The rationale behind phosphorylation is that kinases have the ability to phosphorylate thousands of molecules that can thus turn on many different cellular functions. Kinases may dramatically amplify cellular activity. In the immune system, two chains of the T-cell receptor are brought together by the activation of a kinase domain. Calmodulin may modify kinases by causing the release of calcium ions from a cell. Phosphorylation, in and of itself, has the capability to modify the three-dimensional structure of various structures. Src-family kinases are regulated tyrosine kinases, which also function as adapter proteins.
Another sequence, SH3 (Src Homology 3) forms as an adapter protein itself that allows it to bind to other proteins; mainly proteins possessing a lot of prolines. SH2 (Src Homology 2) will only bind tyrosine if it’s phosphorylated. The SH2 domain is commonly used in immune system transduction. SH1 (Src Homology 1) kinase has the ability to be both positively and negatively regulated. It has within it a tyrosine. When the tyrosine is phosphorylated, it allows this kinase to be activated. Another tyrosine outside SH1 when phosphorylated, turns off the kinase. If proteins have a phosphorylated tyrosine, or a proline – rich structure; these kinases can bind to a global amount of these proteins. Proteins that are joined together may deaggregate after the proteins are dephosphorylated.

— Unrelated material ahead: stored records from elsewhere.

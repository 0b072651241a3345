//! crates/logging/src/filter.rs
//! Level/pattern registry deciding which lines reach the sinks.

use crate::Level;

/// Maps levels to source-file patterns.
///
/// Each level holds at most one pattern. A line at level `L` from `file` is
/// shown when some registered level at `L` or less urgent than `L` has a
/// pattern matching `file`; registering `Info` therefore also enables
/// `Warning`, `Error`, `Log` and `Fatal` for the files its pattern matches.
///
/// The default registry enables `Error` (and everything more urgent) for every
/// file.
///
/// # Examples
///
/// ```
/// use logging::{Level, LevelFilter};
///
/// let mut filter = LevelFilter::default();
/// assert!(filter.shown(Level::Error, "src/main.rs"));
/// assert!(!filter.shown(Level::Debug, "src/main.rs"));
///
/// // Exclude everything, then re-include the network module.
/// filter.set_level(Level::Debug, "-;src/net/");
/// assert!(filter.shown(Level::Debug, "src/net/socket.rs"));
/// assert!(!filter.shown(Level::Debug, "src/main.rs"));
/// ```
#[derive(Clone, Debug, PartialEq, Eq)]
pub struct LevelFilter {
    patterns: [Option<String>; Level::COUNT],
}

impl LevelFilter {
    /// Creates a registry with no entries; nothing is shown.
    #[must_use]
    pub fn empty() -> Self {
        Self {
            patterns: Default::default(),
        }
    }

    /// Creates a registry holding the single entry `level -> ""`.
    #[must_use]
    pub fn with_level(level: Level) -> Self {
        let mut filter = Self::empty();
        filter.patterns[level.ordinal()] = Some(String::new());
        filter
    }

    /// Registers `pattern` for `level`, replacing its previous pattern.
    ///
    /// Every other level registered with an identical pattern is removed, so
    /// one pattern string is owned by exactly one level and repeated calls for
    /// the same pattern move it rather than accumulate. The removal spans all
    /// levels, so once a less urgent level takes over a pattern, changing that
    /// level's pattern afterwards does not restore the entry it displaced.
    pub fn set_level(&mut self, level: Level, pattern: &str) {
        for slot in &mut self.patterns {
            if slot.as_deref() == Some(pattern) {
                *slot = None;
            }
        }
        self.patterns[level.ordinal()] = Some(pattern.to_owned());
    }

    /// Clears every entry and registers `level -> ""`.
    pub fn reset_levels(&mut self, level: Level) {
        *self = Self::with_level(level);
    }

    /// Returns the pattern registered for `level`, if any.
    #[must_use]
    pub fn pattern(&self, level: Level) -> Option<&str> {
        self.patterns[level.ordinal()].as_deref()
    }

    /// Reports whether a line at `level` from `file` passes the registry.
    #[must_use]
    pub fn shown(&self, level: Level, file: &str) -> bool {
        self.patterns[level.ordinal()..]
            .iter()
            .flatten()
            .any(|pattern| file_matches(file, pattern))
    }

    /// Registered `(level, pattern)` pairs, most urgent first.
    #[must_use]
    pub fn entries(&self) -> Vec<(Level, &str)> {
        Level::ALL
            .into_iter()
            .filter_map(|level| self.pattern(level).map(|pattern| (level, pattern)))
            .collect()
    }
}

impl Default for LevelFilter {
    fn default() -> Self {
        Self::with_level(Level::Error)
    }
}

/// Evaluates a semicolon-separated pattern against a file path.
///
/// Terms are substrings matched left to right. A matching plain term marks the
/// file included, a matching term prefixed with `-` marks it excluded, and the
/// last matching term wins. The state before any term is "included", so an
/// empty pattern, or a file no term mentions, passes. A lone `-` matches every
/// file, which makes `-;wanted/` the idiom for "only files under `wanted/`".
///
/// # Examples
///
/// ```
/// use logging::file_matches;
///
/// assert!(file_matches("src/x.rs", ""));
/// assert!(!file_matches("src/x.rs", "-"));
/// assert!(file_matches("src/x.rs", "src/;-src/include/"));
/// assert!(!file_matches("src/include/x.rs", "src/;-src/include/"));
/// assert!(file_matches("src/include/x.rs", "src/;-src/include/;.rs"));
/// ```
#[must_use]
pub fn file_matches(file: &str, pattern: &str) -> bool {
    let mut included = true;

    for term in pattern.split(';').map(str::trim) {
        let (exclude, needle) = match term.strip_prefix('-') {
            Some(rest) => (true, rest),
            None if term.is_empty() => continue,
            None => (false, term),
        };

        if file.contains(needle) {
            included = !exclude;
        }
    }

    included
}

Calmodulin is a phosphatase that normally, when phosphorylated is trapped in the cytoplasm. However, when it gets dephosphorylated, calmodulin can migrate into the nucleus, look for a nuclear binding region, and turn on those genes. In the immune system, T-cell activation may be suppressed with drugs such as cyclosporin and tacrolimus. These two drugs block the signaling of calcineurin.